Wir haben in den untersuchten Schriftstellen herausgefunden, dass das Sprachenreden hauptsächlich ein Zeichen für die Juden war. In Jesaja 28, in der Apostelgeschichte und auch in 1. Kor. 14; 21–22 geschieht dieses Zeichen im Zusammenhang mit Juden. Es war gerichtet an ungläubige Juden, die entweder nicht an das Evangelium glaubten oder an gläubige Juden, die in einem für Gott wichtigen Punkt ungläubig waren: Sie glauben nicht, dass das Evangelium für alle Sprachen und Menschen gleichermaßen gedacht ist.

In Markus 16 wird der Bezug zu den ungläubigen Juden nicht hergestellt, wenngleich die Erfüllung von Markus 16 in der Apostelgeschichte und auch in 1. Kor. 14 wieder unter den Juden stattfand.
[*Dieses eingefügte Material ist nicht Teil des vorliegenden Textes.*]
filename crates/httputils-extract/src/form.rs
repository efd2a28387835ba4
//! Form values.
//!
//! [`FormValues`] collects the key/value pairs a handler can read by name:
//! URL query parameters, and for `POST`, `PUT` and `PATCH` requests with a
//! URL-encoded body, the body fields as well.

use http::{header, Method, Request, Uri};

const FORM_CONTENT_TYPE: &str = "application/x-www-form-urlencoded";

/// Ordered form key/value pairs.
///
/// Body fields come before query parameters, so [`FormValues::get`] prefers
/// the body when both carry the same key.
///
/// # Example
///
/// ```
/// use httputils_extract::FormValues;
///
/// let form = FormValues::from_query("limit=10&date=2006-01-02&limit=20");
/// assert_eq!(form.get("limit"), Some("10"));
/// assert_eq!(form.get_all("limit").collect::<Vec<_>>(), vec!["10", "20"]);
/// assert_eq!(form.get("offset"), None);
/// ```
#[derive(Debug, Clone, Default, PartialEq, Eq)]
pub struct FormValues {
    pairs: Vec<(String, String)>,
}

impl FormValues {
    /// Creates an empty set of values.
    #[must_use]
    pub fn new() -> Self {
        Self::default()
    }

    /// Parses a URL query string (without the leading `?`).
    #[must_use]
    pub fn from_query(query: &str) -> Self {
        Self {
            pairs: parse_pairs(query.as_bytes()),
        }
    }

    /// Parses a URL-encoded request body.
    #[must_use]
    pub fn from_body(body: &[u8]) -> Self {
        Self {
            pairs: parse_pairs(body),
        }
    }

    /// Parses the query part of a URI.
    #[must_use]
    pub fn from_uri(uri: &Uri) -> Self {
        uri.query().map(Self::from_query).unwrap_or_default()
    }

    /// Collects body fields and query parameters from a request.
    ///
    /// The body only contributes for `POST`, `PUT` and `PATCH` requests whose
    /// Content-Type is `application/x-www-form-urlencoded`.
    #[must_use]
    pub fn from_request<B: AsRef<[u8]>>(request: &Request<B>) -> Self {
        let mut values = if has_form_body(request) {
            Self::from_body(request.body().as_ref())
        } else {
            Self::new()
        };
        values.extend(Self::from_uri(request.uri()));
        values
    }

    /// Appends a pair.
    pub fn push(&mut self, key: impl Into<String>, value: impl Into<String>) {
        self.pairs.push((key.into(), value.into()));
    }

    /// Returns the first value for `key`.
    #[must_use]
    pub fn get(&self, key: &str) -> Option<&str> {
        self.pairs
            .iter()
            .find(|(k, _)| k == key)
            .map(|(_, v)| v.as_str())
    }

    /// Returns every value for `key`, in order.
    pub fn get_all<'a>(&'a self, key: &'a str) -> impl Iterator<Item = &'a str> + 'a {
        self.pairs
            .iter()
            .filter(move |(k, _)| k == key)
            .map(|(_, v)| v.as_str())
    }

    /// Returns the number of pairs.
    #[must_use]
    pub fn len(&self) -> usize {
        self.pairs.len()
    }

    /// Returns `true` if there are no pairs.
    #[must_use]
    pub fn is_empty(&self) -> bool {
        self.pairs.is_empty()
    }
}

impl<K: Into<String>, V: Into<String>> FromIterator<(K, V)> for FormValues {
    fn from_iter<I: IntoIterator<Item = (K, V)>>(iter: I) -> Self {
        Self {
            pairs: iter
                .into_iter()
                .map(|(k, v)| (k.into(), v.into()))
                .collect(),
        }
    }
}

impl Extend<(String, String)> for FormValues {
    fn extend<I: IntoIterator<Item = (String, String)>>(&mut self, iter: I) {
        self.pairs.extend(iter);
    }
}

impl IntoIterator for FormValues {
    type Item = (String, String);
    type IntoIter = std::vec::IntoIter<(String, String)>;

    fn into_iter(self) -> Self::IntoIter {
        self.pairs.into_iter()
    }
}

fn has_form_body<B>(request: &Request<B>) -> bool {
    let method = request.method();
    if method != Method::POST && method != Method::PUT && method != Method::PATCH {
        return false;
    }

    request
        .headers()
        .get(header::CONTENT_TYPE)
        .and_then(|value| value.to_str().ok())
        .and_then(|value| value.split(';').next())
        .is_some_and(|mime| mime.trim().eq_ignore_ascii_case(FORM_CONTENT_TYPE))
}

// Malformed input yields no pairs rather than an error.
fn parse_pairs(input: &[u8]) -> Vec<(String, String)> {
    serde_urlencoded::from_bytes(input).unwrap_or_else(|e| {
        tracing::warn!(error = %e, "ignoring malformed form data");
        Vec::new()
    })
}
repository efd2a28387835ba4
//! Telemetry error types.

use thiserror::Error;

/// Errors that can occur while setting up logging.
#[derive(Debug, Error)]
pub enum TelemetryError {
    /// Failed to initialize logging.
    #[error("Failed to initialize logging: {0}")]
    LoggingInit(String),

    /// Invalid configuration.
    #[error("Invalid configuration: {0}")]
    InvalidConfig(String),
}

#[cfg(test)]
mod tests {
    use super::*;

    #[test]
    fn test_error_display() {
        let err = TelemetryError::LoggingInit("already set".to_string());
        assert_eq!(err.to_string(), "Failed to initialize logging: already set");

        let err = TelemetryError::InvalidConfig("bad level".to_string());
        assert_eq!(err.to_string(), "Invalid configuration: bad level");
    }
}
Das Sprachenreden an die ungläubigen Juden war kein dauerhaftes Zeichen. Mit der Zerstörung des Tempels durch die Römer und der anschließenden Vertreibung der Juden aus ihrer Heimat, verbunden mit der immer stärkeren Annahme des Evangeliums durch die Heiden gab es noch andere deutliche Zeichen dafür, dass die Ausschließlichkeit Israels aufgehört hatte. In einer Zeit wie heute, wo längst klar ist, dass das Evangelium für die Heiden ist, wo es überhaupt nichts Besonderes mehr ist, dass Gottes Wort in allen möglichen Sprachen gesprochen wird, da verliert diese Gabe als Zeichen für ungläubige Juden ihren Sinn. Sie hat in diesem Zusammenhang auch praktisch aufgehört. Genauso wie heute niemand mehr das Gesicht (oder die Vision) des Petrus bekommen würde, um zu lernen, dass das Heil für alle ist. Es ist eine Wahrheit,  die mittlerweile völlig offensichtlich ist. Auch ohne jede Sprachengabe werden ungläubige Juden ständig Zeugen, wie alle möglichen Menschen aus allen möglichen Völkern zu dem Gott der Bibel beten. Ihr wichtigster Verbündeter tut das in englischer Sprache mit amerikanischem Akzent.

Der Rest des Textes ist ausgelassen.